Instructions to follow
Report how many lines in the data include the string "route", and add nothing else.

Records for this exercise
//! Configuration management subsystem.
//!
//! # Data Flow
//! ```text
//! config file (TOML)
//!     → loader.rs (parse & deserialize, environment overrides)
//!     → validation.rs (semantic checks)
//!     → GatewayConfig (validated, immutable)
//!     → read once at startup to build the gateway and server
//! ```
//!
//! # Design Decisions
//! - Config is immutable once loaded; changes require a restart
//! - All fields have defaults to allow minimal configs
//! - Validation separates syntactic (serde) from semantic checks

pub mod loader;
pub mod schema;
pub mod validation;

pub use schema::GatewayConfig;
pub use schema::DomainConfig;
pub use schema::ListenerConfig;
//! Metrics collection and exposition.
//!
//! # Metrics
//! - `gateway_requests_total` (counter): requests by route, status
//! - `gateway_request_duration_seconds` (histogram): latency by route
//! - `gateway_errors_total` (counter): failed requests by error kind
//! - `gateway_verification_total` (counter): gate decisions by outcome
//! - `gateway_upgrades_total` (counter): update calls made
//! - `gateway_redirects_refused_total` (counter): canister redirects blocked
//! - `gateway_stream_chunks_total` (counter): continuation chunks fetched
//!
//! # Design Decisions
//! - Recording goes through the `metrics` facade; without an installed
//!   recorder every call is a no-op
//! - Labels are static strings only

use std::net::SocketAddr;
use std::time::Instant;

use metrics::{counter, histogram};
use metrics_exporter_prometheus::{BuildError, PrometheusBuilder};

/// Metric names used throughout the gateway.
pub mod names {
    pub const REQUESTS_TOTAL: &str = "gateway_requests_total";
    pub const REQUEST_DURATION_SECONDS: &str = "gateway_request_duration_seconds";
    pub const ERRORS_TOTAL: &str = "gateway_errors_total";
    pub const VERIFICATION_TOTAL: &str = "gateway_verification_total";
    pub const UPGRADES_TOTAL: &str = "gateway_upgrades_total";
    pub const REDIRECTS_REFUSED_TOTAL: &str = "gateway_redirects_refused_total";
    pub const STREAM_CHUNKS_TOTAL: &str = "gateway_stream_chunks_total";
}

/// Install the Prometheus recorder and its scrape listener on `addr`.
///
/// Must be called from inside the Tokio runtime.
pub fn init_metrics(addr: SocketAddr) -> Result<(), BuildError> {
    PrometheusBuilder::new().with_http_listener(addr).install()?;
    tracing::info!(address = %addr, "Metrics endpoint listening");
    Ok(())
}

/// Record a finished request.
pub fn record_request(route: &'static str, status: u16, start: Instant) {
    counter!(names::REQUESTS_TOTAL, "route" => route, "status" => status.to_string())
        .increment(1);
    histogram!(names::REQUEST_DURATION_SECONDS, "route" => route)
        .record(start.elapsed().as_secs_f64());
}

pub fn record_error(kind: &'static str) {
    counter!(names::ERRORS_TOTAL, "kind" => kind).increment(1);
}

pub fn record_verification(outcome: &'static str) {
    counter!(names::VERIFICATION_TOTAL, "outcome" => outcome).increment(1);
}

pub fn record_upgrade() {
    counter!(names::UPGRADES_TOTAL).increment(1);
}

pub fn record_redirect_refused() {
    counter!(names::REDIRECTS_REFUSED_TOTAL).increment(1);
}

pub fn record_stream_chunks(chunks: u64) {
    counter!(names::STREAM_CHUNKS_TOTAL).increment(chunks);
}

Answer to this task
5